Un mese fa iniziava la terza edizione di Japan SunDays, il nostro festival culturale dedicato alle arti giapponesi della tradizione e contemporanee.

Un mese fa iniziava un’esperienza che ancora una volta si sarebbe rivelata entusiasmante. Per me, per tutti noi che ci abbiamo lavorato con passione e dedizione certo, ma anche per il pubblico che ancora quest’anno ha voluto premiarci tornando, numeroso, attento, partecipe, vivace, instancabile. 

Proporre un festival giapponese che non sia un evento commerciale ma un vero progetto culturale è stata in questi anni una vera e propria sfida. Ma mi sembra che sia questa la direzione giusta e il pubblico l’ha capito.

Ora possiamo affermarlo con orgoglio: Japan SunDays, che è organizzato da un piccolo ma agguerrito e coraggioso gruppo di “Tanuki”, gruppo di cui faccio parte con orgoglio, e che è ospitato dal Wow-Spazio Fumetto Museo del Fumetto di Milano (un luogo “speciale” di Milano che merita di essere più conosciuto e frequentato), è qualcosa di speciale.

Non è semplicemente l’unico festival culturale sul Giappone che si tiene a Milano, e certo non è poco, ma è anche un luogo di incontro e di scambio di esperienze, di idee, di sensazioni, di passioni.

Tante sono le passioni che ci uniscono, che condividiamo con il sorriso, tante le idee che nascono, i progetti che le chiacchierate amichevoli del Japan SunDays ci ispirano.  Per tutto questo mi sento di dire a tutti –  e non mi stancherò mai di farlo:

GRAZIE!

Grazie!
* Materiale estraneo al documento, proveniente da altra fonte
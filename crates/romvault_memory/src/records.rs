use chrono::Utc;
use romvault_core::prelude::*;
use std::collections::{BTreeMap, HashSet};
use std::sync::{Arc, Mutex};

#[derive(Default)]
struct Tables {
    last_id: RecordId,
    games: BTreeMap<RecordId, Game>,
    versions: BTreeMap<RecordId, GameVersion>,
    bios: BTreeMap<RecordId, BiosFile>,
    saves: BTreeMap<RecordId, SaveState>,
    screenshots: BTreeMap<RecordId, Screenshot>,
}

impl Tables {
    fn next_id(&mut self) -> RecordId {
        self.last_id += 1;
        self.last_id
    }

    fn require_game(&self, id: RecordId) -> Result<&Game, RecordError> {
        self.games
            .get(&id)
            .ok_or_else(|| RecordError::NotFound(format!("Game {id}")))
    }
}

#[derive(Clone, Default)]
pub struct MemoryRecords {
    tables: Arc<Mutex<Tables>>,
}

impl MemoryRecords {
    pub fn new() -> Self {
        Self::default()
    }

    fn with<T>(&self, f: impl FnOnce(&mut Tables) -> Result<T, RecordError>) -> Result<T, RecordError> {
        let mut tables = self
            .tables
            .lock()
            .map_err(|_| RecordError::Backend("record tables lock poisoned".into()))?;
        f(&mut tables)
    }
}

impl RecordStore for MemoryRecords {
    async fn insert_game(&self, game: NewGame) -> Result<Game, RecordError> {
        self.with(|t| {
            if t.games.values().any(|g| g.path == game.path) {
                return Err(RecordError::Conflict(game.path));
            }
            let now = Utc::now();
            let record = Game {
                id: t.next_id(),
                title: game.title,
                system: game.system,
                file_name: game.file_name,
                path: game.path,
                md5_hash: game.md5_hash,
                file_size: game.file_size,
                region: game.region,
                description: game.description,
                developer: game.developer,
                publisher: game.publisher,
                genre: game.genre,
                release_year: game.release_year,
                cover_path: None,
                created_at: now,
                updated_at: now,
            };
            t.games.insert(record.id, record.clone());
            Ok(record)
        })
    }

    async fn game(&self, id: RecordId) -> Result<Option<Game>, RecordError> {
        self.with(|t| Ok(t.games.get(&id).cloned()))
    }

    async fn game_by_path(&self, path: &str) -> Result<Option<Game>, RecordError> {
        self.with(|t| Ok(t.games.values().find(|g| g.path == path).cloned()))
    }

    async fn update_game(&self, id: RecordId, update: GameUpdate) -> Result<Game, RecordError> {
        self.with(|t| {
            let game = t
                .games
                .get_mut(&id)
                .ok_or_else(|| RecordError::NotFound(format!("Game {id}")))?;
            let GameUpdate {
                title,
                region,
                description,
                developer,
                publisher,
                genre,
                release_year,
                cover_path,
            } = update;
            if let Some(title) = title {
                game.title = title;
            }
            if region.is_some() {
                game.region = region;
            }
            if description.is_some() {
                game.description = description;
            }
            if developer.is_some() {
                game.developer = developer;
            }
            if publisher.is_some() {
                game.publisher = publisher;
            }
            if genre.is_some() {
                game.genre = genre;
            }
            if release_year.is_some() {
                game.release_year = release_year;
            }
            if cover_path.is_some() {
                game.cover_path = cover_path;
            }
            game.updated_at = Utc::now();
            Ok(game.clone())
        })
    }

    async fn delete_game(&self, id: RecordId) -> Result<(), RecordError> {
        self.with(|t| {
            t.games
                .remove(&id)
                .ok_or_else(|| RecordError::NotFound(format!("Game {id}")))?;
            t.versions.retain(|_, v| v.game_id != id);
            t.screenshots.retain(|_, s| s.game_id != id);
            t.saves.retain(|_, s| s.game_id != id);
            Ok(())
        })
    }

    async fn game_summaries(&self) -> Result<Vec<GameSummary>, RecordError> {
        self.with(|t| Ok(t.games.values().map(GameSummary::from).collect()))
    }

    async fn insert_version(&self, version: NewGameVersion) -> Result<GameVersion, RecordError> {
        self.with(|t| {
            t.require_game(version.game_id)?;
            if version.is_preferred {
                for other in t.versions.values_mut() {
                    if other.game_id == version.game_id {
                        other.is_preferred = false;
                    }
                }
            }
            let record = GameVersion {
                id: t.next_id(),
                game_id: version.game_id,
                name: version.name,
                region: version.region,
                revision: version.revision,
                rom_path: version.rom_path,
                md5_hash: version.md5_hash,
                file_size: version.file_size,
                is_preferred: version.is_preferred,
                created_at: Utc::now(),
            };
            t.versions.insert(record.id, record.clone());
            Ok(record)
        })
    }

    async fn version(&self, id: RecordId) -> Result<Option<GameVersion>, RecordError> {
        self.with(|t| Ok(t.versions.get(&id).cloned()))
    }

    async fn versions(&self, game_id: RecordId) -> Result<Vec<GameVersion>, RecordError> {
        self.with(|t| {
            Ok(t.versions
                .values()
                .filter(|v| v.game_id == game_id)
                .cloned()
                .collect())
        })
    }

    async fn set_preferred_version(
        &self,
        game_id: RecordId,
        version_id: RecordId,
    ) -> Result<GameVersion, RecordError> {
        self.with(|t| {
            match t.versions.get(&version_id) {
                Some(v) if v.game_id == game_id => {}
                _ => {
                    return Err(RecordError::NotFound(format!(
                        "Game version {version_id} of game {game_id}"
                    )));
                }
            }
            for version in t.versions.values_mut() {
                if version.game_id == game_id {
                    version.is_preferred = version.id == version_id;
                }
            }
            t.versions
                .get(&version_id)
                .cloned()
                .ok_or_else(|| RecordError::NotFound(format!("Game version {version_id}")))
        })
    }

    async fn delete_version(&self, id: RecordId) -> Result<(), RecordError> {
        self.with(|t| {
            t.versions
                .remove(&id)
                .map(|_| ())
                .ok_or_else(|| RecordError::NotFound(format!("Game version {id}")))
        })
    }

    async fn insert_bios(&self, bios: NewBiosFile) -> Result<BiosFile, RecordError> {
        self.with(|t| {
            if t
                .bios
                .values()
                .any(|b| b.system == bios.system && b.file_name == bios.file_name)
            {
                return Err(RecordError::Conflict(format!(
                    "BIOS {} for {}",
                    bios.file_name, bios.system
                )));
            }
            let record = BiosFile {
                id: t.next_id(),
                system: bios.system,
                file_name: bios.file_name,
                path: bios.path,
                md5_hash: bios.md5_hash,
                file_size: bios.file_size,
                description: bios.description,
                required: bios.required,
                verified: false,
                created_at: Utc::now(),
            };
            t.bios.insert(record.id, record.clone());
            Ok(record)
        })
    }

    async fn bios(&self, id: RecordId) -> Result<Option<BiosFile>, RecordError> {
        self.with(|t| Ok(t.bios.get(&id).cloned()))
    }

    async fn bios_by_name(
        &self,
        system: &str,
        file_name: &str,
    ) -> Result<Option<BiosFile>, RecordError> {
        self.with(|t| {
            Ok(t.bios
                .values()
                .find(|b| b.system == system && b.file_name == file_name)
                .cloned())
        })
    }

    async fn bios_files(&self, system: Option<&str>) -> Result<Vec<BiosFile>, RecordError> {
        self.with(|t| {
            Ok(t.bios
                .values()
                .filter(|b| system.is_none_or(|s| b.system == s))
                .cloned()
                .collect())
        })
    }

    async fn set_bios_verified(&self, id: RecordId, verified: bool) -> Result<BiosFile, RecordError> {
        self.with(|t| {
            let bios = t
                .bios
                .get_mut(&id)
                .ok_or_else(|| RecordError::NotFound(format!("BIOS file {id}")))?;
            bios.verified = verified;
            Ok(bios.clone())
        })
    }

    async fn delete_bios(&self, id: RecordId) -> Result<(), RecordError> {
        self.with(|t| {
            t.bios
                .remove(&id)
                .map(|_| ())
                .ok_or_else(|| RecordError::NotFound(format!("BIOS file {id}")))
        })
    }

    async fn upsert_save_state(&self, save: NewSaveState) -> Result<SaveState, RecordError> {
        self.with(|t| {
            t.require_game(save.game_id)?;
            let now = Utc::now();
            let existing = t.saves.values_mut().find(|s| {
                s.user_id == save.user_id && s.game_id == save.game_id && s.slot == save.slot
            });
            if let Some(current) = existing {
                current.path = save.path;
                current.screenshot_path = save.screenshot_path;
                current.description = save.description;
                current.file_size = save.file_size;
                current.updated_at = now;
                return Ok(current.clone());
            }
            let record = SaveState {
                id: t.next_id(),
                user_id: save.user_id,
                game_id: save.game_id,
                slot: save.slot,
                path: save.path,
                screenshot_path: save.screenshot_path,
                description: save.description,
                file_size: save.file_size,
                created_at: now,
                updated_at: now,
            };
            t.saves.insert(record.id, record.clone());
            Ok(record)
        })
    }

    async fn save_state(&self, id: RecordId) -> Result<Option<SaveState>, RecordError> {
        self.with(|t| Ok(t.saves.get(&id).cloned()))
    }

    async fn save_states(
        &self,
        user_id: &str,
        game_id: Option<RecordId>,
    ) -> Result<Vec<SaveState>, RecordError> {
        self.with(|t| {
            let mut saves: Vec<SaveState> = t
                .saves
                .values()
                .filter(|s| s.user_id == user_id && game_id.is_none_or(|g| s.game_id == g))
                .cloned()
                .collect();
            saves.sort_by_key(|s| (s.game_id, s.slot));
            Ok(saves)
        })
    }

    async fn delete_save_state(&self, id: RecordId) -> Result<(), RecordError> {
        self.with(|t| {
            t.saves
                .remove(&id)
                .map(|_| ())
                .ok_or_else(|| RecordError::NotFound(format!("Save state {id}")))
        })
    }

    async fn insert_screenshot(
        &self,
        game_id: RecordId,
        path: String,
    ) -> Result<Screenshot, RecordError> {
        self.with(|t| {
            t.require_game(game_id)?;
            let index = t
                .screenshots
                .values()
                .filter(|s| s.game_id == game_id)
                .count() as u32;
            let record = Screenshot {
                id: t.next_id(),
                game_id,
                index,
                path,
                created_at: Utc::now(),
            };
            t.screenshots.insert(record.id, record.clone());
            Ok(record)
        })
    }

    async fn screenshots(&self, game_id: RecordId) -> Result<Vec<Screenshot>, RecordError> {
        self.with(|t| {
            let mut shots: Vec<Screenshot> = t
                .screenshots
                .values()
                .filter(|s| s.game_id == game_id)
                .cloned()
                .collect();
            shots.sort_by_key(|s| s.index);
            Ok(shots)
        })
    }

    async fn referenced_paths(&self) -> Result<HashSet<String>, RecordError> {
        self.with(|t| {
            let games = t
                .games
                .values()
                .flat_map(|g| std::iter::once(g.path.clone()).chain(g.cover_path.clone()));
            let versions = t.versions.values().map(|v| v.rom_path.clone());
            let bios = t.bios.values().map(|b| b.path.clone());
            let saves = t
                .saves
                .values()
                .flat_map(|s| std::iter::once(s.path.clone()).chain(s.screenshot_path.clone()));
            let shots = t.screenshots.values().map(|s| s.path.clone());
            Ok(games
                .chain(versions)
                .chain(bios)
                .chain(saves)
                .chain(shots)
                .collect())
        })
    }
}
Grazie a tutti coloro che hanno condiviso con me questa esperienza straordinaria.

Grazie agli artisti: generosi della loro arte, del loro tempo, della loro amicizia.

Grazie allo staff del museo, sul cui aiuto indispensabile abbiamo potuto contare.  Tutta la mia stima e la mia riconoscenza.

Grazie a chi ci è stato vicino e ha magari subito la nostra stanchezza, le nostre lamentele di persone perfezioniste e mai contente… (eh sì, lo so che abbiamo abusato della pazienza di parenti, amici, mariti, fidanzati)

Grazie a noi tanuki: è stato, e sempre lo è, un onore e una gioia lavorare con voi!

Voglio continuare a farlo.

Sotto il segno del tanuki... kami tutelare di Japan SunDays 2014!